Они сели, но от шоколада Абель, поблагодарив, отказался, потому что совсем недавно пил кофе с бутербродами.
— Где ты был? Ты скверно выглядишь.
— Вот и Ольга это сказала.
— Ты с ней был?
— С ней и с ее мужем. Мы были в Валгалле.
— Жалко, что я не встретила тебя перед тем, как ты туда собрался. У меня бы ты хорошо выглядел.
Лоллина мать сидела тихо и безучастно и в разговор не вмешивалась. Жаль ее, седая голова с тусклыми глазами, готовыми улыбнуться на приветливое слово. Когда-то и она была молода.
Абель сказал:
— Вы сегодня тоже выбрались на танцы?
Старушка улыбнулась и покачала головой на его шутку.
— Это все Лолла, она меня сюда вытащила.
— А почему бы и нет?
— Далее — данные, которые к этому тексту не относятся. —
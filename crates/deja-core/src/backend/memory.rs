//! Embedded in-memory reference backend

use super::CacheBackend;
use crate::error::{DejaError, DejaResult};
use crate::vectorizer::Vectorizer;
use async_trait::async_trait;
use chrono::{DateTime, Utc};
use parking_lot::RwLock;
use std::sync::Arc;
use std::sync::atomic::{AtomicBool, Ordering};
use tracing::debug;

/// One stored exchange
#[derive(Debug, Clone)]
struct Row {
    prompt: String,
    response: String,
    embedding: Vec<f32>,
    #[allow(dead_code)]
    created_at: DateTime<Utc>,
}

/// In-memory similarity-search backend.
///
/// Rows live in a process-local vector guarded by a read-write lock; ranking
/// is brute-force cosine over the configured [`Vectorizer`]'s embeddings.
/// Meant for tests, demos, and single-process deployments that do not need
/// durability; production setups plug in an external store behind the same
/// [`CacheBackend`] contract.
pub struct MemoryBackend {
    vectorizer: Arc<dyn Vectorizer>,
    rows: RwLock<Vec<Row>>,
    connected: AtomicBool,
}

impl MemoryBackend {
    /// Create a backend over the given vectorizer
    pub fn new(vectorizer: Arc<dyn Vectorizer>) -> Self {
        Self {
            vectorizer,
            rows: RwLock::new(Vec::new()),
            connected: AtomicBool::new(false),
        }
    }

    fn ensure_connected(&self) -> DejaResult<()> {
        if !self.connected.load(Ordering::Acquire) {
            return Err(DejaError::backend("memory backend is not connected"));
        }
        Ok(())
    }

    /// Windows are keyed by their space-joined canonical forms.
    fn join_window(window: &[String]) -> String {
        window.join(" ")
    }

    fn cosine_similarity(a: &[f32], b: &[f32]) -> f32 {
        if a.len() != b.len() {
            return 0.0;
        }
        let dot: f32 = a.iter().zip(b).map(|(x, y)| x * y).sum();
        let norm_a: f32 = a.iter().map(|x| x * x).sum::<f32>().sqrt();
        let norm_b: f32 = b.iter().map(|x| x * x).sum::<f32>().sqrt();
        if norm_a == 0.0 || norm_b == 0.0 {
            return 0.0;
        }
        dot / (norm_a * norm_b)
    }
}

#[async_trait]
impl CacheBackend for MemoryBackend {
    async fn connect(&self) -> DejaResult<()> {
        self.connected.store(true, Ordering::Release);
        Ok(())
    }

    async fn disconnect(&self) {
        self.connected.store(false, Ordering::Release);
    }

    async fn write(&self, window: &[String], response: &str) -> DejaResult<()> {
        self.ensure_connected()?;
        let prompt = Self::join_window(window);
        let embedding = self.vectorizer.embed(&prompt).await?;
        self.rows.write().push(Row {
            prompt,
            response: response.to_string(),
            embedding,
            created_at: Utc::now(),
        });
        Ok(())
    }

    async fn find(&self, window: &[String], threshold: f32) -> DejaResult<Option<String>> {
        self.ensure_connected()?;
        let prompt = Self::join_window(window);
        let embedding = self.vectorizer.embed(&prompt).await?;

        let rows = self.rows.read();
        let best = rows
            .iter()
            .map(|row| (Self::cosine_similarity(&embedding, &row.embedding), row))
            .max_by(|(a, _), (b, _)| a.total_cmp(b));

        match best {
            Some((similarity, row)) if 1.0 - similarity <= threshold => {
                debug!(
                    distance = 1.0 - similarity,
                    prompt = %row.prompt,
                    "memory backend hit"
                );
                Ok(Some(row.response.clone()))
            }
            _ => Ok(None),
        }
    }

    async fn size(&self) -> DejaResult<usize> {
        self.ensure_connected()?;
        Ok(self.rows.read().len())
    }
}

#[cfg(test)]
mod tests {
    use super::*;
    use crate::vectorizer::HashingVectorizer;

    fn backend() -> MemoryBackend {
        MemoryBackend::new(Arc::new(HashingVectorizer::default()))
    }

    fn window(parts: &[&str]) -> Vec<String> {
        parts.iter().map(|s| s.to_string()).collect()
    }

    #[tokio::test]
    async fn exact_window_matches_at_zero_threshold() {
        let backend = backend();
        backend.connect().await.unwrap();
        backend
            .write(&window(&["user: Hi"]), "Hello")
            .await
            .unwrap();

        let found = backend.find(&window(&["user: Hi"]), 0.0).await.unwrap();
        assert_eq!(found, Some("Hello".to_string()));
    }

    #[tokio::test]
    async fn dissimilar_window_misses_under_strict_threshold() {
        let backend = backend();
        backend.connect().await.unwrap();
        backend
            .write(&window(&["user: how do I sort a vector"]), "Use sort()")
            .await
            .unwrap();

        let found = backend
            .find(&window(&["user: pasta recipe with garlic"]), 0.1)
            .await
            .unwrap();
        assert_eq!(found, None);
    }

    #[tokio::test]
    async fn returns_the_most_relevant_row() {
        let backend = backend();
        backend.connect().await.unwrap();
        backend
            .write(&window(&["user: tell me about rust lifetimes"]), "lifetimes")
            .await
            .unwrap();
        backend
            .write(&window(&["user: tell me about rust traits"]), "traits")
            .await
            .unwrap();

        let found = backend
            .find(&window(&["user: tell me about rust traits"]), 0.2)
            .await
            .unwrap();
        assert_eq!(found, Some("traits".to_string()));
    }

    #[tokio::test]
    async fn size_counts_rows() {
        let backend = backend();
        backend.connect().await.unwrap();
        assert_eq!(backend.size().await.unwrap(), 0);
        backend.write(&window(&["user: a"]), "1").await.unwrap();
        backend.write(&window(&["user: b"]), "2").await.unwrap();
        assert_eq!(backend.size().await.unwrap(), 2);
    }

    #[tokio::test]
    async fn operations_fail_after_disconnect() {
        let backend = backend();
        backend.connect().await.unwrap();
        backend.disconnect().await;
        assert!(backend.write(&window(&["user: a"]), "1").await.is_err());
        assert!(backend.find(&window(&["user: a"]), 0.5).await.is_err());
        // Disconnect is idempotent.
        backend.disconnect().await;
    }

    #[tokio::test]
    async fn empty_store_always_misses() {
        let backend = backend();
        backend.connect().await.unwrap();
        assert_eq!(backend.find(&window(&["user: a"]), 1.0).await.unwrap(), None);
    }
}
Как ваши кактусы, уже отцвели?
— Да, но они все равно красивые. У нас их по два на каждом окошке, а большой посреди стола.
«А в Кентукки они растут под открытым небом», — сказал Абель про себя.
— Так зачем я был тебе нужен, Лолла?
— Ты за Робертсена поручался? — спросила она.
— Что? Нет.
— Мне вчера в банке так сказали, и я испугалась.
— Ты и банк! Подумай, Лолла!
— Они спросили, здесь ли ты и не собираешься ли уехать. Нет, говорю, не думаю. А то, мол, у них бумага от таможенника Робертсена с твоей подписью. Очень сомнительный документ, так они говорят.